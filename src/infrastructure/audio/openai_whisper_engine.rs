use async_trait::async_trait;
use reqwest::multipart;
use serde::Deserialize;

use crate::application::ports::{AudioInput, TranscriptionEngine, TranscriptionError};
use crate::domain::{TranscriptSegment, TranscriptionResult};

use super::wav_encoder::encode_wav_pcm16;

/// Whisper behind an OpenAI-compatible `/audio/transcriptions` endpoint.
///
/// Stateless on our side, so concurrent requests are not serialized.
pub struct OpenAiWhisperEngine {
    client: reqwest::Client,
    api_key: String,
    base_url: String,
    model: String,
}

impl OpenAiWhisperEngine {
    pub fn new(api_key: String, base_url: Option<String>, model: Option<String>) -> Self {
        Self {
            client: reqwest::Client::new(),
            api_key,
            base_url: base_url
                .map(|u| u.trim_end_matches('/').to_string())
                .unwrap_or_else(|| "https://api.openai.com/v1".to_string()),
            model: model.unwrap_or_else(|| "whisper-1".to_string()),
        }
    }

    async fn audio_part(input: AudioInput) -> Result<multipart::Part, TranscriptionError> {
        let (bytes, file_name, mime) = match input {
            AudioInput::File(path) => {
                let bytes = tokio::fs::read(&path)
                    .await
                    .map_err(|e| TranscriptionError::DecodingFailed(format!("read: {}", e)))?;
                let file_name = path
                    .file_name()
                    .and_then(|n| n.to_str())
                    .unwrap_or("audio.wav")
                    .to_string();
                (bytes, file_name, "application/octet-stream")
            }
            AudioInput::Samples(pcm) => {
                let wav = encode_wav_pcm16(&pcm)
                    .map_err(|e| TranscriptionError::DecodingFailed(format!("wav: {}", e)))?;
                (wav, "audio.wav".to_string(), "audio/wav")
            }
        };

        multipart::Part::bytes(bytes)
            .file_name(file_name)
            .mime_str(mime)
            .map_err(|e| TranscriptionError::ApiRequestFailed(format!("mime: {}", e)))
    }
}

#[derive(Deserialize)]
struct VerboseTranscription {
    text: String,
    #[serde(default)]
    language: Option<String>,
    #[serde(default)]
    segments: Vec<VerboseSegment>,
}

#[derive(Deserialize)]
struct VerboseSegment {
    start: f64,
    end: f64,
    text: String,
}

#[async_trait]
impl TranscriptionEngine for OpenAiWhisperEngine {
    async fn transcribe(
        &self,
        input: AudioInput,
        language: Option<&str>,
    ) -> Result<TranscriptionResult, TranscriptionError> {
        let url = format!("{}/audio/transcriptions", self.base_url);

        let mut form = multipart::Form::new()
            .text("model", self.model.clone())
            .text("response_format", "verbose_json")
            .part("file", Self::audio_part(input).await?);
        if let Some(language) = language {
            form = form.text("language", language.to_string());
        }

        tracing::debug!(model = %self.model, "Sending audio to OpenAI Whisper API");

        let response = self
            .client
            .post(&url)
            .bearer_auth(&self.api_key)
            .multipart(form)
            .send()
            .await
            .map_err(|e| TranscriptionError::ApiRequestFailed(format!("request: {}", e)))?;

        if !response.status().is_success() {
            let status = response.status();
            let body = response
                .text()
                .await
                .unwrap_or_else(|_| "unknown error".to_string());
            return Err(TranscriptionError::ApiRequestFailed(format!(
                "status {}: {}",
                status, body
            )));
        }

        let body: VerboseTranscription = response
            .json()
            .await
            .map_err(|e| TranscriptionError::ApiRequestFailed(format!("parse response: {}", e)))?;

        tracing::info!(
            chars = body.text.len(),
            segments = body.segments.len(),
            "OpenAI Whisper transcription completed"
        );

        Ok(TranscriptionResult {
            text: body.text,
            language: body.language,
            segments: body
                .segments
                .into_iter()
                .map(|s| TranscriptSegment::new(s.start, s.end, s.text))
                .collect(),
        })
    }

    fn model_name(&self) -> &str {
        &self.model
    }
}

ABOUT THIS EXERCISE
Down to the final line, the data above must be copied exactly.

ANSWER TO THIS TASK
filename src/infrastructure/audio/openai_whisper_engine.rs
use async_trait::async_trait;
use reqwest::multipart;
use serde::Deserialize;

use crate::application::ports::{AudioInput, TranscriptionEngine, TranscriptionError};
use crate::domain::{TranscriptSegment, TranscriptionResult};

use super::wav_encoder::encode_wav_pcm16;

/// Whisper behind an OpenAI-compatible `/audio/transcriptions` endpoint.
///
/// Stateless on our side, so concurrent requests are not serialized.
pub struct OpenAiWhisperEngine {
    client: reqwest::Client,
    api_key: String,
    base_url: String,
    model: String,
}

impl OpenAiWhisperEngine {
    pub fn new(api_key: String, base_url: Option<String>, model: Option<String>) -> Self {
        Self {
            client: reqwest::Client::new(),
            api_key,
            base_url: base_url
                .map(|u| u.trim_end_matches('/').to_string())
                .unwrap_or_else(|| "https://api.openai.com/v1".to_string()),
            model: model.unwrap_or_else(|| "whisper-1".to_string()),
        }
    }

    async fn audio_part(input: AudioInput) -> Result<multipart::Part, TranscriptionError> {
        let (bytes, file_name, mime) = match input {
            AudioInput::File(path) => {
                let bytes = tokio::fs::read(&path)
                    .await
                    .map_err(|e| TranscriptionError::DecodingFailed(format!("read: {}", e)))?;
                let file_name = path
                    .file_name()
                    .and_then(|n| n.to_str())
                    .unwrap_or("audio.wav")
                    .to_string();
                (bytes, file_name, "application/octet-stream")
            }
            AudioInput::Samples(pcm) => {
                let wav = encode_wav_pcm16(&pcm)
                    .map_err(|e| TranscriptionError::DecodingFailed(format!("wav: {}", e)))?;
                (wav, "audio.wav".to_string(), "audio/wav")
            }
        };

        multipart::Part::bytes(bytes)
            .file_name(file_name)
            .mime_str(mime)
            .map_err(|e| TranscriptionError::ApiRequestFailed(format!("mime: {}", e)))
    }
}

#[derive(Deserialize)]
struct VerboseTranscription {
    text: String,
    #[serde(default)]
    language: Option<String>,
    #[serde(default)]
    segments: Vec<VerboseSegment>,
}

#[derive(Deserialize)]
struct VerboseSegment {
    start: f64,
    end: f64,
    text: String,
}

#[async_trait]
impl TranscriptionEngine for OpenAiWhisperEngine {
    async fn transcribe(
        &self,
        input: AudioInput,
        language: Option<&str>,
    ) -> Result<TranscriptionResult, TranscriptionError> {
        let url = format!("{}/audio/transcriptions", self.base_url);

        let mut form = multipart::Form::new()
            .text("model", self.model.clone())
            .text("response_format", "verbose_json")
            .part("file", Self::audio_part(input).await?);
        if let Some(language) = language {
            form = form.text("language", language.to_string());
        }

        tracing::debug!(model = %self.model, "Sending audio to OpenAI Whisper API");

        let response = self
            .client
            .post(&url)
            .bearer_auth(&self.api_key)
            .multipart(form)
            .send()
            .await
            .map_err(|e| TranscriptionError::ApiRequestFailed(format!("request: {}", e)))?;

        if !response.status().is_success() {
            let status = response.status();
            let body = response
                .text()
                .await
                .unwrap_or_else(|_| "unknown error".to_string());
            return Err(TranscriptionError::ApiRequestFailed(format!(
                "status {}: {}",
                status, body
            )));
        }

        let body: VerboseTranscription = response
            .json()
            .await
            .map_err(|e| TranscriptionError::ApiRequestFailed(format!("parse response: {}", e)))?;

        tracing::info!(
            chars = body.text.len(),
            segments = body.segments.len(),
            "OpenAI Whisper transcription completed"
        );

        Ok(TranscriptionResult {
            text: body.text,
            language: body.language,
            segments: body
                .segments
                .into_iter()
                .map(|s| TranscriptSegment::new(s.start, s.end, s.text))
                .collect(),
        })
    }

    fn model_name(&self) -> &str {
        &self.model
    }
}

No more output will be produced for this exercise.